Exercise directions: Give back all the entries below. Omit none of them.

Stored items:
-------------------------
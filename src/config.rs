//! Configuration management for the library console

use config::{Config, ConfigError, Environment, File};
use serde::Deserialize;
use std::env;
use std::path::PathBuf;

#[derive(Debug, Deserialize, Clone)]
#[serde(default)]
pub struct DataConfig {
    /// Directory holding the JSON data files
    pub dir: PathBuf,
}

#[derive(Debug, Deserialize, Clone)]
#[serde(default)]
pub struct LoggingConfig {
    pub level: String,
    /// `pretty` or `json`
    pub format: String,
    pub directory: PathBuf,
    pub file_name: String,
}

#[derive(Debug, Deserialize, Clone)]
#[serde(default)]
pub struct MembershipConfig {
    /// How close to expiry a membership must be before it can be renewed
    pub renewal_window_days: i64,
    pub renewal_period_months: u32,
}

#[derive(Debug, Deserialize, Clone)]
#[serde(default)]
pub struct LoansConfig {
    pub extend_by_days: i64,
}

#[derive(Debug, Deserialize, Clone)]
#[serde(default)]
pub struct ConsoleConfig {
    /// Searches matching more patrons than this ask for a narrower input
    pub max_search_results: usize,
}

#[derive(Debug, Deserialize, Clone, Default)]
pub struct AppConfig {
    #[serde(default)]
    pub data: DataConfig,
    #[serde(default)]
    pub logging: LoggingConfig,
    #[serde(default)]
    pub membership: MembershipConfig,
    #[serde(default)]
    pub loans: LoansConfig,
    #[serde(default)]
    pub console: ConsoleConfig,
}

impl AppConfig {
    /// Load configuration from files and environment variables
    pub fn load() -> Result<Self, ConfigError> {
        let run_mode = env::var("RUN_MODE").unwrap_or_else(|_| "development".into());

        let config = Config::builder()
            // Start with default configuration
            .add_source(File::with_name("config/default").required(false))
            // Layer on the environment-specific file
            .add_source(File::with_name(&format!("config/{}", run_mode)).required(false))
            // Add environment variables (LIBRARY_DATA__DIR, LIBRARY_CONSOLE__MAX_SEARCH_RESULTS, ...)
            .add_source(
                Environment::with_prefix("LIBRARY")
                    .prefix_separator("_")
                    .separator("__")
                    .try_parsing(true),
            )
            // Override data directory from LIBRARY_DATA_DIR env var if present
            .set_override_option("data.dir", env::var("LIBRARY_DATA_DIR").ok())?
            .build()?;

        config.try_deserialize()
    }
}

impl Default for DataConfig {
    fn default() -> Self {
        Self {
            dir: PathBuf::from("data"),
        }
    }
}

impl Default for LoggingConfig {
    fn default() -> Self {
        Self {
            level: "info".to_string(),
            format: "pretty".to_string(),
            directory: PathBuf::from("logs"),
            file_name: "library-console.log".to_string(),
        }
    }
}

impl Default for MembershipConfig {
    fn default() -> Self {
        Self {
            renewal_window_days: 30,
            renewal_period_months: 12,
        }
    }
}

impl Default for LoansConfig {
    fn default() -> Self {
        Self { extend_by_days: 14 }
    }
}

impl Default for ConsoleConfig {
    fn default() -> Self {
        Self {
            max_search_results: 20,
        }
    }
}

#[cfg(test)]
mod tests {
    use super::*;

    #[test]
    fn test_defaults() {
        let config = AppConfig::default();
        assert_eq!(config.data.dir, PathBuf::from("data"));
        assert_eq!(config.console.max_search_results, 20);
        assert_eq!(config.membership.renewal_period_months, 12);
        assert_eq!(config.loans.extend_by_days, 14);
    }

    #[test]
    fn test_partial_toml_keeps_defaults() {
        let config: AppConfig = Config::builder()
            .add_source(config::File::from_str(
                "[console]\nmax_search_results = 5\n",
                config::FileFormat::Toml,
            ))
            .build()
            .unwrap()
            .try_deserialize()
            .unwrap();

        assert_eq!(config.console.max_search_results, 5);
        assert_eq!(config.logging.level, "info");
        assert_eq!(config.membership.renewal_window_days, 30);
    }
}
-------------------------
Answer to this problem:
filename src/config.rs
//! Configuration management for the library console

use config::{Config, ConfigError, Environment, File};
use serde::Deserialize;
use std::env;
use std::path::PathBuf;

#[derive(Debug, Deserialize, Clone)]
#[serde(default)]
pub struct DataConfig {
    /// Directory holding the JSON data files
    pub dir: PathBuf,
}

#[derive(Debug, Deserialize, Clone)]
#[serde(default)]
pub struct LoggingConfig {
    pub level: String,
    /// `pretty` or `json`
    pub format: String,
    pub directory: PathBuf,
    pub file_name: String,
}

#[derive(Debug, Deserialize, Clone)]
#[serde(default)]
pub struct MembershipConfig {
    /// How close to expiry a membership must be before it can be renewed
    pub renewal_window_days: i64,
    pub renewal_period_months: u32,
}

#[derive(Debug, Deserialize, Clone)]
#[serde(default)]
pub struct LoansConfig {
    pub extend_by_days: i64,
}

#[derive(Debug, Deserialize, Clone)]
#[serde(default)]
pub struct ConsoleConfig {
    /// Searches matching more patrons than this ask for a narrower input
    pub max_search_results: usize,
}

#[derive(Debug, Deserialize, Clone, Default)]
pub struct AppConfig {
    #[serde(default)]
    pub data: DataConfig,
    #[serde(default)]
    pub logging: LoggingConfig,
    #[serde(default)]
    pub membership: MembershipConfig,
    #[serde(default)]
    pub loans: LoansConfig,
    #[serde(default)]
    pub console: ConsoleConfig,
}

impl AppConfig {
    /// Load configuration from files and environment variables
    pub fn load() -> Result<Self, ConfigError> {
        let run_mode = env::var("RUN_MODE").unwrap_or_else(|_| "development".into());

        let config = Config::builder()
            // Start with default configuration
            .add_source(File::with_name("config/default").required(false))
            // Layer on the environment-specific file
            .add_source(File::with_name(&format!("config/{}", run_mode)).required(false))
            // Add environment variables (LIBRARY_DATA__DIR, LIBRARY_CONSOLE__MAX_SEARCH_RESULTS, ...)
            .add_source(
                Environment::with_prefix("LIBRARY")
                    .prefix_separator("_")
                    .separator("__")
                    .try_parsing(true),
            )
            // Override data directory from LIBRARY_DATA_DIR env var if present
            .set_override_option("data.dir", env::var("LIBRARY_DATA_DIR").ok())?
            .build()?;

        config.try_deserialize()
    }
}

impl Default for DataConfig {
    fn default() -> Self {
        Self {
            dir: PathBuf::from("data"),
        }
    }
}

impl Default for LoggingConfig {
    fn default() -> Self {
        Self {
            level: "info".to_string(),
            format: "pretty".to_string(),
            directory: PathBuf::from("logs"),
            file_name: "library-console.log".to_string(),
        }
    }
}

impl Default for MembershipConfig {
    fn default() -> Self {
        Self {
            renewal_window_days: 30,
            renewal_period_months: 12,
        }
    }
}

impl Default for LoansConfig {
    fn default() -> Self {
        Self { extend_by_days: 14 }
    }
}

impl Default for ConsoleConfig {
    fn default() -> Self {
        Self {
            max_search_results: 20,
        }
    }
}

#[cfg(test)]
mod tests {
    use super::*;

    #[test]
    fn test_defaults() {
        let config = AppConfig::default();
        assert_eq!(config.data.dir, PathBuf::from("data"));
        assert_eq!(config.console.max_search_results, 20);
        assert_eq!(config.membership.renewal_period_months, 12);
        assert_eq!(config.loans.extend_by_days, 14);
    }

    #[test]
    fn test_partial_toml_keeps_defaults() {
        let config: AppConfig = Config::builder()
            .add_source(config::File::from_str(
                "[console]\nmax_search_results = 5\n",
                config::FileFormat::Toml,
            ))
            .build()
            .unwrap()
            .try_deserialize()
            .unwrap();

        assert_eq!(config.console.max_search_results, 5);
        assert_eq!(config.logging.level, "info");
        assert_eq!(config.membership.renewal_window_days, 30);
    }
}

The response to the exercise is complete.